→ TASK PROMPT:
Set the following entries down again exactly, line by line.

○ ○ ○

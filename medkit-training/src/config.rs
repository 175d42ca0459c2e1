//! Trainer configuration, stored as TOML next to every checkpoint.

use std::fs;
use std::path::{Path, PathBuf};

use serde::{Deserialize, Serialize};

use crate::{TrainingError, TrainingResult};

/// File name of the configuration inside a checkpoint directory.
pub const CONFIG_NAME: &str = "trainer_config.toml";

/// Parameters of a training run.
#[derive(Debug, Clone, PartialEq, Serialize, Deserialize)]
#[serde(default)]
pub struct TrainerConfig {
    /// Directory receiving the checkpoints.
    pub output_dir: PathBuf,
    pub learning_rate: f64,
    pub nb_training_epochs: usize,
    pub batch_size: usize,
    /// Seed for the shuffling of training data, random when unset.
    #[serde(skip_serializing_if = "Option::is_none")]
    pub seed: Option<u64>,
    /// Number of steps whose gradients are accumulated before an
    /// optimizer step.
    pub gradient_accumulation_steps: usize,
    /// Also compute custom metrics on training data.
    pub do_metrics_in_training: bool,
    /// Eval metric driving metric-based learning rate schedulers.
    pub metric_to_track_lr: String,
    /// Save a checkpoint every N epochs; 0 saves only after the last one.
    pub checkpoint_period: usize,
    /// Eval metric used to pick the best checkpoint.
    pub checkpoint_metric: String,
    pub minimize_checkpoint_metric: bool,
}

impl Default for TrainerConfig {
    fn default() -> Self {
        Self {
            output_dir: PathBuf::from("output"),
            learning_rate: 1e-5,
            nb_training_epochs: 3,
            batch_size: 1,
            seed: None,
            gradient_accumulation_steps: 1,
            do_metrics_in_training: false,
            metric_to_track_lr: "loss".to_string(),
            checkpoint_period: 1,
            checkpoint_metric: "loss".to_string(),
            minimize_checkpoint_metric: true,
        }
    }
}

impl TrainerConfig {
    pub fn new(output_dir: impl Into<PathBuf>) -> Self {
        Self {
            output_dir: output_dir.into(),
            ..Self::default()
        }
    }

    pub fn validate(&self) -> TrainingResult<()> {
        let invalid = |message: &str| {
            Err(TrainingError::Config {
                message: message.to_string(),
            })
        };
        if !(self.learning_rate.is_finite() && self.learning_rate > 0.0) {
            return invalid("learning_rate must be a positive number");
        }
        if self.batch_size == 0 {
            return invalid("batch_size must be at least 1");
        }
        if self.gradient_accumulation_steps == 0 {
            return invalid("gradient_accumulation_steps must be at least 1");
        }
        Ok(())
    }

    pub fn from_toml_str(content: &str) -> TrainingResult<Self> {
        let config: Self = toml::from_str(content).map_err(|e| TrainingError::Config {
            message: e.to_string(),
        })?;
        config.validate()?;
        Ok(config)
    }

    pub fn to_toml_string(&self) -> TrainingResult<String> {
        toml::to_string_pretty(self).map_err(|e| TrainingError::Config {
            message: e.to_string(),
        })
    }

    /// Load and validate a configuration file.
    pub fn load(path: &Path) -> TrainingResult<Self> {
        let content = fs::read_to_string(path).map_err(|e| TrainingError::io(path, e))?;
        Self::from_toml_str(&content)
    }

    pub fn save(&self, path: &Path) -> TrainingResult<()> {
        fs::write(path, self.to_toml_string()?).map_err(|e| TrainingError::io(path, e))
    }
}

○ ○ ○

→ RESPONSE AREA:
filename medkit-training/src/config.rs
repository 175d42ca0459c2e1
//! Trainer configuration, stored as TOML next to every checkpoint.

use std::fs;
use std::path::{Path, PathBuf};

use serde::{Deserialize, Serialize};

use crate::{TrainingError, TrainingResult};

/// File name of the configuration inside a checkpoint directory.
pub const CONFIG_NAME: &str = "trainer_config.toml";

/// Parameters of a training run.
#[derive(Debug, Clone, PartialEq, Serialize, Deserialize)]
#[serde(default)]
pub struct TrainerConfig {
    /// Directory receiving the checkpoints.
    pub output_dir: PathBuf,
    pub learning_rate: f64,
    pub nb_training_epochs: usize,
    pub batch_size: usize,
    /// Seed for the shuffling of training data, random when unset.
    #[serde(skip_serializing_if = "Option::is_none")]
    pub seed: Option<u64>,
    /// Number of steps whose gradients are accumulated before an
    /// optimizer step.
    pub gradient_accumulation_steps: usize,
    /// Also compute custom metrics on training data.
    pub do_metrics_in_training: bool,
    /// Eval metric driving metric-based learning rate schedulers.
    pub metric_to_track_lr: String,
    /// Save a checkpoint every N epochs; 0 saves only after the last one.
    pub checkpoint_period: usize,
    /// Eval metric used to pick the best checkpoint.
    pub checkpoint_metric: String,
    pub minimize_checkpoint_metric: bool,
}

impl Default for TrainerConfig {
    fn default() -> Self {
        Self {
            output_dir: PathBuf::from("output"),
            learning_rate: 1e-5,
            nb_training_epochs: 3,
            batch_size: 1,
            seed: None,
            gradient_accumulation_steps: 1,
            do_metrics_in_training: false,
            metric_to_track_lr: "loss".to_string(),
            checkpoint_period: 1,
            checkpoint_metric: "loss".to_string(),
            minimize_checkpoint_metric: true,
        }
    }
}

impl TrainerConfig {
    pub fn new(output_dir: impl Into<PathBuf>) -> Self {
        Self {
            output_dir: output_dir.into(),
            ..Self::default()
        }
    }

    pub fn validate(&self) -> TrainingResult<()> {
        let invalid = |message: &str| {
            Err(TrainingError::Config {
                message: message.to_string(),
            })
        };
        if !(self.learning_rate.is_finite() && self.learning_rate > 0.0) {
            return invalid("learning_rate must be a positive number");
        }
        if self.batch_size == 0 {
            return invalid("batch_size must be at least 1");
        }
        if self.gradient_accumulation_steps == 0 {
            return invalid("gradient_accumulation_steps must be at least 1");
        }
        Ok(())
    }

    pub fn from_toml_str(content: &str) -> TrainingResult<Self> {
        let config: Self = toml::from_str(content).map_err(|e| TrainingError::Config {
            message: e.to_string(),
        })?;
        config.validate()?;
        Ok(config)
    }

    pub fn to_toml_string(&self) -> TrainingResult<String> {
        toml::to_string_pretty(self).map_err(|e| TrainingError::Config {
            message: e.to_string(),
        })
    }

    /// Load and validate a configuration file.
    pub fn load(path: &Path) -> TrainingResult<Self> {
        let content = fs::read_to_string(path).map_err(|e| TrainingError::io(path, e))?;
        Self::from_toml_str(&content)
    }

    pub fn save(&self, path: &Path) -> TrainingResult<()> {
        fs::write(path, self.to_toml_string()?).map_err(|e| TrainingError::io(path, e))
    }
}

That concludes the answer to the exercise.